* [PROBLEM TO WORK ON]: All lines from the start of the listing below through the line containing "let protected_raw: Vec<u8>" are to be written out again exactly, and no others.

* [DATA FOR ANALYSIS]:
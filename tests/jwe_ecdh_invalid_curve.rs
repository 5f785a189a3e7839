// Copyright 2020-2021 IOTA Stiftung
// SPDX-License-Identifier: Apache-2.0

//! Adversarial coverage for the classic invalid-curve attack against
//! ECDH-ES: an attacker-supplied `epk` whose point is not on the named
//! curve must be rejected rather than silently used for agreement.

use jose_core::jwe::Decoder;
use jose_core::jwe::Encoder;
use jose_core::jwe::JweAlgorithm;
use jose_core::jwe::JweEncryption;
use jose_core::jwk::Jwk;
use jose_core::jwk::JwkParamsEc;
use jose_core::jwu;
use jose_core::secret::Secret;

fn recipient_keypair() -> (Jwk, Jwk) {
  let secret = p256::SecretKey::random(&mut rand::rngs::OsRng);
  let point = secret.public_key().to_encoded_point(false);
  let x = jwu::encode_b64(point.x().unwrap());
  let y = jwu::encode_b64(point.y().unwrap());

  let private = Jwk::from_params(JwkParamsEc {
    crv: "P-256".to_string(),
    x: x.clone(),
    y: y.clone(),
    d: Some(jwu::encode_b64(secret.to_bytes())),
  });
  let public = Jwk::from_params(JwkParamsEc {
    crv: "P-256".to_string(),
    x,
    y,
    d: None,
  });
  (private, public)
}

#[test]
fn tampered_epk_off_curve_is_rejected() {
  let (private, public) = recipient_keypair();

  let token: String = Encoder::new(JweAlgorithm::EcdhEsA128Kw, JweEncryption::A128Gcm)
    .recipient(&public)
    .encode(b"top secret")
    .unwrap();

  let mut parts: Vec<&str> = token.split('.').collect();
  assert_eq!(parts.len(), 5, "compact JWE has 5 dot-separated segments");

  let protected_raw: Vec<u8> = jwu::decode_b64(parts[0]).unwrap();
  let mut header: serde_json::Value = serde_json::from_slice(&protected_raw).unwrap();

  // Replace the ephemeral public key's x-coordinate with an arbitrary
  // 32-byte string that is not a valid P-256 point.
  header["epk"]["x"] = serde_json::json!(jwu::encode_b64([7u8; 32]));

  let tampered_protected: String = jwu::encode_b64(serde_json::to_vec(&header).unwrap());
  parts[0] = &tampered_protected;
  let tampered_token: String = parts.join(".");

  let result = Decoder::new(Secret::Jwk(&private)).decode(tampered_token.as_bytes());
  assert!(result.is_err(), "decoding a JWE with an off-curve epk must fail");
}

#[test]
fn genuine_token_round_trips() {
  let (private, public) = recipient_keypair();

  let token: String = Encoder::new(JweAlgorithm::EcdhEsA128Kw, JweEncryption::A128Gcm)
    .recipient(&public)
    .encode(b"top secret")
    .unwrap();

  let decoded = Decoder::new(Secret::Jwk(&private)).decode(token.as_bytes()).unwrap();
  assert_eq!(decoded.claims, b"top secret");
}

* [OUTPUT OF THE TASK]:
filename tests/jwe_ecdh_invalid_curve.rs
repository 5f785a189a3e7839
// Copyright 2020-2021 IOTA Stiftung
// SPDX-License-Identifier: Apache-2.0

//! Adversarial coverage for the classic invalid-curve attack against
//! ECDH-ES: an attacker-supplied `epk` whose point is not on the named
//! curve must be rejected rather than silently used for agreement.

use jose_core::jwe::Decoder;
use jose_core::jwe::Encoder;
use jose_core::jwe::JweAlgorithm;
use jose_core::jwe::JweEncryption;
use jose_core::jwk::Jwk;
use jose_core::jwk::JwkParamsEc;
use jose_core::jwu;
use jose_core::secret::Secret;

fn recipient_keypair() -> (Jwk, Jwk) {
  let secret = p256::SecretKey::random(&mut rand::rngs::OsRng);
  let point = secret.public_key().to_encoded_point(false);
  let x = jwu::encode_b64(point.x().unwrap());
  let y = jwu::encode_b64(point.y().unwrap());

  let private = Jwk::from_params(JwkParamsEc {
    crv: "P-256".to_string(),
    x: x.clone(),
    y: y.clone(),
    d: Some(jwu::encode_b64(secret.to_bytes())),
  });
  let public = Jwk::from_params(JwkParamsEc {
    crv: "P-256".to_string(),
    x,
    y,
    d: None,
  });
  (private, public)
}

#[test]
fn tampered_epk_off_curve_is_rejected() {
  let (private, public) = recipient_keypair();

  let token: String = Encoder::new(JweAlgorithm::EcdhEsA128Kw, JweEncryption::A128Gcm)
    .recipient(&public)
    .encode(b"top secret")
    .unwrap();

  let mut parts: Vec<&str> = token.split('.').collect();
  assert_eq!(parts.len(), 5, "compact JWE has 5 dot-separated segments");

  let protected_raw: Vec<u8> = jwu::decode_b64(parts[0]).unwrap();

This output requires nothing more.